Stored items
use super::ListItem;
use crate::{InvalidPagination, JsonRpcRequest, Pagination};
use std::{
    convert::{TryFrom, TryInto},
    error::Error,
    fmt::Display,
};
use uuid::Uuid;

#[derive(Clone, Debug, serde::Serialize, serde::Deserialize)]
#[serde(try_from = "ParamsBuilder")]
#[non_exhaustive]
pub struct Params {
    pub list_id: Uuid,
    pub pagination: Pagination,
}

impl Params {
    pub fn new(
        list_id: Uuid,
        page: Option<i64>,
        page_size: Option<i64>,
    ) -> Result<Self, InvalidParams> {
        let pagination = Pagination::new(page, page_size).map_err(InvalidParams::Pagination)?;
        Ok(Self {
            list_id,
            pagination,
        })
    }
}

impl TryFrom<JsonRpcRequest> for Params {
    type Error = InvalidParams;

    fn try_from(request: JsonRpcRequest) -> Result<Self, Self::Error> {
        let builder: ParamsBuilder =
            crate::parse_params(request).map_err(InvalidParams::InvalidFormat)?;
        builder.try_into()
    }
}

impl TryFrom<ParamsBuilder> for Params {
    type Error = InvalidParams;

    fn try_from(builder: ParamsBuilder) -> Result<Self, Self::Error> {
        Params::new(builder.list_id, builder.page, builder.page_size)
    }
}

#[derive(serde::Deserialize)]
struct ParamsBuilder {
    list_id: Uuid,
    page: Option<i64>,
    page_size: Option<i64>,
}

#[derive(Debug)]
pub enum InvalidParams {
    InvalidFormat(serde_json::Error),
    Pagination(InvalidPagination),
}

impl Error for InvalidParams {}

impl Display for InvalidParams {
    fn fmt(&self, f: &mut std::fmt::Formatter<'_>) -> std::fmt::Result {
        let output = match self {
            InvalidParams::InvalidFormat(serde_error) => {
                crate::invalid_params_serde_message(serde_error)
            }
            InvalidParams::Pagination(pagination_error) => pagination_error.to_string(),
        };
        write!(f, "{}", output)
    }
}

#[derive(serde::Serialize, serde::Deserialize, Debug, Clone)]
#[non_exhaustive]
pub struct MethodResult {
    pub pagination: Pagination,
    pub list_items: Vec<ListItem>,
}

impl MethodResult {
    pub fn new(pagination: Pagination, list_items: Vec<ListItem>) -> Self {
        Self {
            pagination,
            list_items,
        }
    }
}

#[cfg(test)]
mod tests {
    use super::*;
    use serde_json::json;

    #[test]
    fn default_pagination() {
        let request = JsonRpcRequest::new(
            "get_list_items".to_string(),
            json!({ "list_id": Uuid::new_v4() }),
            Some("1".to_string()),
        )
        .unwrap();

        let params = Params::try_from(request).unwrap();
        assert_eq!(params.pagination, Pagination::default());
    }

    #[test]
    fn invalid_page() {
        let request = JsonRpcRequest::new(
            "get_list_items".to_string(),
            json!({ "list_id": Uuid::new_v4(), "page": 0 }),
            Some("1".to_string()),
        )
        .unwrap();

        assert!(matches!(
            Params::try_from(request),
            Err(InvalidParams::Pagination(InvalidPagination::Page(0)))
        ));
    }
}
use crate::JsonRpcRequest;
use std::{
    convert::{TryFrom, TryInto},
    error::Error,
    fmt::Display,
};
use uuid::Uuid;

/// Look up a user. Without an `id` the caller is looked up; other users need a superuser.
#[derive(Clone, Debug, serde::Serialize, serde::Deserialize)]
#[serde(try_from = "ParamsBuilder")]
#[non_exhaustive]
pub struct Params {
    pub id: Option<Uuid>,
}

impl Params {
    pub fn new(id: Option<Uuid>) -> Self {
        Self { id }
    }
}

impl TryFrom<JsonRpcRequest> for Params {
    type Error = InvalidParams;

    fn try_from(request: JsonRpcRequest) -> Result<Self, Self::Error> {
        if request.params.is_null() {
            return Ok(Params::new(None));
        }
        let builder: ParamsBuilder =
            crate::parse_params(request).map_err(InvalidParams::InvalidFormat)?;
        builder.try_into()
    }
}

impl TryFrom<ParamsBuilder> for Params {
    type Error = InvalidParams;

    fn try_from(builder: ParamsBuilder) -> Result<Self, Self::Error> {
        Ok(Params::new(builder.id))
    }
}

#[derive(serde::Deserialize)]
struct ParamsBuilder {
    id: Option<Uuid>,
}

#[derive(Debug)]
pub enum InvalidParams {
    InvalidFormat(serde_json::Error),
}

impl Error for InvalidParams {}

impl Display for InvalidParams {
    fn fmt(&self, f: &mut std::fmt::Formatter<'_>) -> std::fmt::Result {
        let output = match self {
            InvalidParams::InvalidFormat(serde_error) => {
                crate::invalid_params_serde_message(serde_error)
            }
        };
        write!(f, "{}", output)
    }
}

#[derive(serde::Serialize, serde::Deserialize, Debug, Clone)]
#[non_exhaustive]
pub struct MethodResult {
    pub id: Uuid,
    pub username: String,
    pub email: String,
    pub superuser: bool,
    /// Unix timestamp (seconds) of registration
    pub created_date: i64,
}

impl MethodResult {
    pub fn new(
        id: Uuid,
        username: String,
        email: String,
        superuser: bool,
        created_date: i64,
    ) -> Self {
        Self {
            id,
            username,
            email,
            superuser,
            created_date,
        }
    }
}

#[cfg(test)]
mod tests {
    use super::*;
    use serde_json::{json, Value};

    #[test]
    fn id_defaults_to_the_caller() {
        let request =
            JsonRpcRequest::new("get_user".to_string(), json!({}), Some("1".to_string())).unwrap();
        assert_eq!(Params::try_from(request).unwrap().id, None);

        let request =
            JsonRpcRequest::new("get_user".to_string(), Value::Null, Some("1".to_string()))
                .unwrap();
        assert_eq!(Params::try_from(request).unwrap().id, None);
    }
}
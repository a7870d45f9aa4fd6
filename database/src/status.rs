use crate::{ordering::RowId, Database, DatabaseResult};
use sqlx::{types::time::OffsetDateTime, FromRow};
use uuid::Uuid;

pub type StatusDatabase = Database<Status>;

/// The status seeded for every new user.
pub const DEFAULT_STATUS: &str = "backlog";

#[derive(Debug, Clone, PartialEq, Eq, FromRow)]
#[non_exhaustive]
pub struct Status {
    pub status_id: RowId,
    pub uuid: Uuid,
    pub label: String,
    pub user_id: Option<RowId>,
    pub created_date: OffsetDateTime,
}

impl StatusDatabase {
    /// Adds a status owned by `user`. `None` if there is no such user.
    pub async fn insert_status(&self, label: &str, user: Uuid) -> DatabaseResult<Option<Status>> {
        let mut db = self.get_connection().await?;

        let status = sqlx::query_as::<_, Status>(
            r#"
            INSERT INTO statuses (label, user_id)
            SELECT $1, user_id FROM users WHERE uuid = $2
            RETURNING status_id, uuid, label, user_id, created_date"#,
        )
        .bind(label)
        .bind(user)
        .fetch_optional(&mut *db)
        .await?;

        Ok(status)
    }

    /// Sets or clears the status of a list item. `false` if the list item does
    /// not exist, or if the status is neither shared nor owned by `user`.
    ///
    /// The status is a plain column; position and links are untouched.
    pub async fn set_list_item_status(
        &self,
        list_item: Uuid,
        status: Option<Uuid>,
        user: Uuid,
    ) -> DatabaseResult<bool> {
        let mut db = self.get_connection().await?;

        let query_result = match status {
            Some(status) => {
                sqlx::query(
                    r#"
                    UPDATE list_items
                    SET status_id = s.status_id
                    FROM statuses s
                    WHERE list_items.uuid = $1
                      AND s.uuid = $2
                      AND (s.user_id IS NULL
                           OR s.user_id = (SELECT user_id FROM users WHERE uuid = $3))"#,
                )
                .bind(list_item)
                .bind(status)
                .bind(user)
                .execute(&mut *db)
                .await?
            }
            None => {
                sqlx::query("UPDATE list_items SET status_id = NULL WHERE uuid = $1")
                    .bind(list_item)
                    .execute(&mut *db)
                    .await?
            }
        };

        Ok(query_result.rows_affected() == 1)
    }
}
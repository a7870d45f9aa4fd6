pub mod get_token;
pub mod get_user;
pub mod logout;
pub mod refresh_token;
pub mod register_user;
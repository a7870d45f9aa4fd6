use crate::JsonRpcRequest;
use std::{
    convert::{TryFrom, TryInto},
    error::Error,
    fmt::Display,
};
use uuid::Uuid;

#[derive(Clone, Debug, serde::Serialize, serde::Deserialize)]
#[serde(try_from = "ParamsBuilder")]
#[non_exhaustive]
pub struct Params {
    pub id: Uuid,
}

impl Params {
    pub fn new(id: Uuid) -> Self {
        Self { id }
    }
}

#[derive(serde::Deserialize)]
struct ParamsBuilder {
    id: Uuid,
}

impl TryFrom<JsonRpcRequest> for Params {
    type Error = InvalidParams;
    fn try_from(request: JsonRpcRequest) -> Result<Self, Self::Error> {
        let builder: ParamsBuilder =
            crate::parse_params(request).map_err(InvalidParams::InvalidFormat)?;

        builder.try_into()
    }
}

impl TryFrom<ParamsBuilder> for Params {
    type Error = InvalidParams;

    fn try_from(builder: ParamsBuilder) -> Result<Self, Self::Error> {
        Ok(Self::new(builder.id))
    }
}

#[derive(Debug)]
pub enum InvalidParams {
    InvalidFormat(serde_json::Error),
}

impl Error for InvalidParams {}

impl Display for InvalidParams {
    fn fmt(&self, f: &mut std::fmt::Formatter<'_>) -> std::fmt::Result {
        let output = match self {
            InvalidParams::InvalidFormat(serde_error) => {
                crate::invalid_params_serde_message(serde_error)
            }
        };

        write!(f, "{}", output)
    }
}

#[derive(serde::Serialize, serde::Deserialize, Debug, Clone)]
#[non_exhaustive]
pub struct MethodResult {
    pub removed: bool,
}

impl MethodResult {
    pub fn new(removed: bool) -> Self {
        Self { removed }
    }
}
use crate::ordering::RowId;
use sqlx::{types::time::OffsetDateTime, FromRow};
use uuid::Uuid;

/// A `list_items` row as stored, with internal ids.
///
/// Outward facing code never sees this type; the ordering engine hands out
/// [`ListItemRecord`](crate::ordering::ListItemRecord) values instead.
#[derive(Debug, Clone, PartialEq, Eq, FromRow)]
#[non_exhaustive]
pub struct ListItem {
    pub list_item_id: RowId,
    pub uuid: Uuid,
    pub list_id: RowId,
    pub item_id: RowId,
    pub position: i32,
    pub prev_item_id: Option<RowId>,
    pub next_item_id: Option<RowId>,
    pub status_id: Option<RowId>,
    pub created_date: OffsetDateTime,
}

impl ListItem {
    #[allow(clippy::too_many_arguments)]
    pub(crate) fn new(
        list_item_id: RowId,
        uuid: Uuid,
        list_id: RowId,
        item_id: RowId,
        position: i32,
        prev_item_id: Option<RowId>,
        next_item_id: Option<RowId>,
        created_date: OffsetDateTime,
    ) -> Self {
        Self {
            list_item_id,
            uuid,
            list_id,
            item_id,
            position,
            prev_item_id,
            next_item_id,
            status_id: None,
            created_date,
        }
    }
}
use crate::app::{AppResult, ParamsError};
use database::ItemDatabase;
use model::{item::add_item, JsonRpcRequest};
use std::convert::TryFrom;

pub struct ItemController {
    item_db: ItemDatabase,
}

impl ItemController {
    pub fn new(item_db: ItemDatabase) -> Self {
        Self { item_db }
    }

    pub async fn add_item(&self, request: JsonRpcRequest) -> AppResult<add_item::MethodResult> {
        use add_item::{MethodResult, Params};
        let params = Params::try_from(request)?;

        let item = self.item_db.insert_item(&params.title).await?;
        info!("added item '{}' with title '{}'", item.uuid, item.title);

        Ok(MethodResult::new(item.uuid, item.title))
    }
}

impl ParamsError for add_item::InvalidParams {}
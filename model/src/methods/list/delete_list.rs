use crate::JsonRpcRequest;
use std::{
    convert::{TryFrom, TryInto},
    error::Error,
    fmt::Display,
};
use uuid::Uuid;

/// Delete one of the caller's lists along with every list item in it.
#[derive(Clone, Debug, serde::Serialize, serde::Deserialize)]
#[serde(try_from = "ParamsBuilder")]
#[non_exhaustive]
pub struct Params {
    pub id: Uuid,
}

impl Params {
    pub fn new(id: Uuid) -> Self {
        Self { id }
    }
}

impl TryFrom<JsonRpcRequest> for Params {
    type Error = InvalidParams;

    fn try_from(request: JsonRpcRequest) -> Result<Self, Self::Error> {
        let builder: ParamsBuilder =
            crate::parse_params(request).map_err(InvalidParams::InvalidFormat)?;
        builder.try_into()
    }
}

impl TryFrom<ParamsBuilder> for Params {
    type Error = InvalidParams;

    fn try_from(builder: ParamsBuilder) -> Result<Self, Self::Error> {
        Ok(Params::new(builder.id))
    }
}

#[derive(serde::Deserialize)]
struct ParamsBuilder {
    id: Uuid,
}

#[derive(Debug)]
pub enum InvalidParams {
    InvalidFormat(serde_json::Error),
}

impl Error for InvalidParams {}

impl Display for InvalidParams {
    fn fmt(&self, f: &mut std::fmt::Formatter<'_>) -> std::fmt::Result {
        let output = match self {
            InvalidParams::InvalidFormat(serde_error) => {
                crate::invalid_params_serde_message(serde_error)
            }
        };
        write!(f, "{}", output)
    }
}

#[derive(serde::Serialize, serde::Deserialize, Debug, Clone)]
#[non_exhaustive]
pub struct MethodResult {
    pub deleted: bool,
}

impl MethodResult {
    pub fn new(deleted: bool) -> Self {
        Self { deleted }
    }
}
use crate::{ordering::RowId, Database, DatabaseResult};
use sqlx::{types::time::OffsetDateTime, FromRow};

pub type ItemDatabase = Database<Item>;

/// A movie in the catalog. Items are shared; any number of lists may hold the same item.
#[derive(Debug, Clone, PartialEq, Eq, FromRow)]
#[non_exhaustive]
pub struct Item {
    pub item_id: RowId,
    pub uuid: uuid::Uuid,
    pub title: String,
    pub created_date: OffsetDateTime,
}

impl ItemDatabase {
    pub async fn insert_item(&self, title: &str) -> DatabaseResult<Item> {
        let mut db = self.get_connection().await?;

        let item = sqlx::query_as::<_, Item>(
            "INSERT INTO items (title) VALUES ($1) RETURNING item_id, uuid, title, created_date",
        )
        .bind(title)
        .fetch_one(&mut *db)
        .await?;

        Ok(item)
    }
}
use crate::{
    app::{AppError, AppResult, ParamsError},
    auth::{TokenHandler, UserClaims},
};
use database::{InsertionResult, RefreshTokenDatabase, UserDatabase};
use model::{
    user::{get_token, get_user, logout, refresh_token, register_user},
    JsonRpcRequest,
};
use std::convert::TryFrom;
use time::{ext::NumericalDuration, OffsetDateTime};
use uuid::Uuid;

pub struct UserController {
    user_db: UserDatabase,
    token_db: RefreshTokenDatabase,
    token_handler: TokenHandler,
}

impl UserController {
    pub fn new(
        user_db: UserDatabase,
        token_db: RefreshTokenDatabase,
        token_handler: TokenHandler,
    ) -> Self {
        Self {
            user_db,
            token_db,
            token_handler,
        }
    }

    pub async fn register_user(
        &self,
        request: JsonRpcRequest,
    ) -> AppResult<register_user::MethodResult> {
        use register_user::{MethodResult, Params};
        let params = Params::try_from(request)?;

        let result = self
            .user_db
            .register_user(&params.username, &params.email, &params.password)
            .await?;

        match result {
            InsertionResult::Inserted(uuid) => {
                info!("registered user '{}' as '{}'", params.username, uuid);
                Ok(MethodResult::success(uuid))
            }
            InsertionResult::AlreadyExists => Ok(MethodResult::failure()),
        }
    }

    pub async fn get_token(&self, request: JsonRpcRequest) -> AppResult<get_token::MethodResult> {
        use get_token::{MethodResult, Params};
        let params = Params::try_from(request)?;

        let row = self
            .user_db
            .validate_user(&params.login, &params.password)
            .await?
            .ok_or_else(|| AppError::not_permitted().with_message("invalid login or password"))?;
        let user = UserClaims::from(row);
        info!("{} successfully logged in", user.uuid);

        let (token, expires_at) = self.access_token(user)?;
        let refresh = self
            .token_db
            .insert_refresh_token(user.uuid)
            .await?
            .ok_or_else(|| AppError::not_found().with_message("user does not exist"))?;

        Ok(MethodResult::new(
            token,
            expires_at.unix_timestamp(),
            refresh.token,
            refresh.expires_at.unix_timestamp(),
        ))
    }

    pub async fn refresh_token(
        &self,
        request: JsonRpcRequest,
    ) -> AppResult<refresh_token::MethodResult> {
        use refresh_token::{MethodResult, Params};
        let params = Params::try_from(request)?;

        let row = self
            .token_db
            .validate_refresh_token(&params.refresh_token)
            .await?
            .ok_or_else(|| {
                AppError::not_permitted().with_message("refresh token is invalid or expired")
            })?;
        let user = UserClaims::from(row);
        debug!("renewing access token of {}", user.uuid);

        let (token, expires_at) = self.access_token(user)?;
        Ok(MethodResult::new(token, expires_at.unix_timestamp()))
    }

    pub async fn logout(
        &self,
        request: JsonRpcRequest,
        claims: &UserClaims,
    ) -> AppResult<logout::MethodResult> {
        use logout::{MethodResult, Params};
        let params = Params::try_from(request)?;

        let logged_out = self
            .token_db
            .delete_refresh_token(&params.refresh_token, claims.uuid)
            .await?;
        if logged_out {
            info!("{} logged out", claims.uuid);
        } else {
            info!("{} is already logged out", claims.uuid);
        }

        Ok(MethodResult::new(logged_out))
    }

    pub async fn get_user(
        &self,
        request: JsonRpcRequest,
        claims: &UserClaims,
    ) -> AppResult<get_user::MethodResult> {
        use get_user::{MethodResult, Params};
        let params = Params::try_from(request)?;
        let uuid = user_to_look_up(params.id, claims)?;

        let user = self
            .user_db
            .get_user(uuid)
            .await?
            .ok_or_else(|| AppError::not_found().with_message("user does not exist"))?;

        Ok(MethodResult::new(
            user.uuid,
            user.username,
            user.email,
            user.superuser,
            user.created_date.unix_timestamp(),
        ))
    }

    fn access_token(&self, user: UserClaims) -> AppResult<(String, OffsetDateTime)> {
        let expires_at = OffsetDateTime::now_utc()
            .checked_add(1.hours())
            .ok_or_else(|| {
                AppError::internal_error()
                    .with_context(&"failed to add 1 hour to current timestamp".to_string())
            })?;
        let token = self
            .token_handler
            .generate_token(user, expires_at)
            .map_err(|jwt_error| AppError::internal_error().with_context(&jwt_error))?;
        Ok((token, expires_at))
    }
}

/// Only superusers may look up someone other than themselves.
fn user_to_look_up(requested: Option<Uuid>, claims: &UserClaims) -> AppResult<Uuid> {
    match requested {
        None => Ok(claims.uuid),
        Some(uuid) if uuid == claims.uuid || claims.superuser => Ok(uuid),
        Some(uuid) => {
            warn!("{} is not permitted to look up {}", claims.uuid, uuid);
            Err(AppError::not_permitted())
        }
    }
}

impl ParamsError for register_user::InvalidParams {}
impl ParamsError for get_token::InvalidParams {}
impl ParamsError for refresh_token::InvalidParams {}
impl ParamsError for logout::InvalidParams {}
impl ParamsError for get_user::InvalidParams {}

Task directions: Lines above with the string "InvalidPagination" need to be found and copied.

Answer area:
use crate::{InvalidPagination, JsonRpcRequest, Pagination};
    Pagination(InvalidPagination),
            Err(InvalidParams::Pagination(InvalidPagination::Page(0)))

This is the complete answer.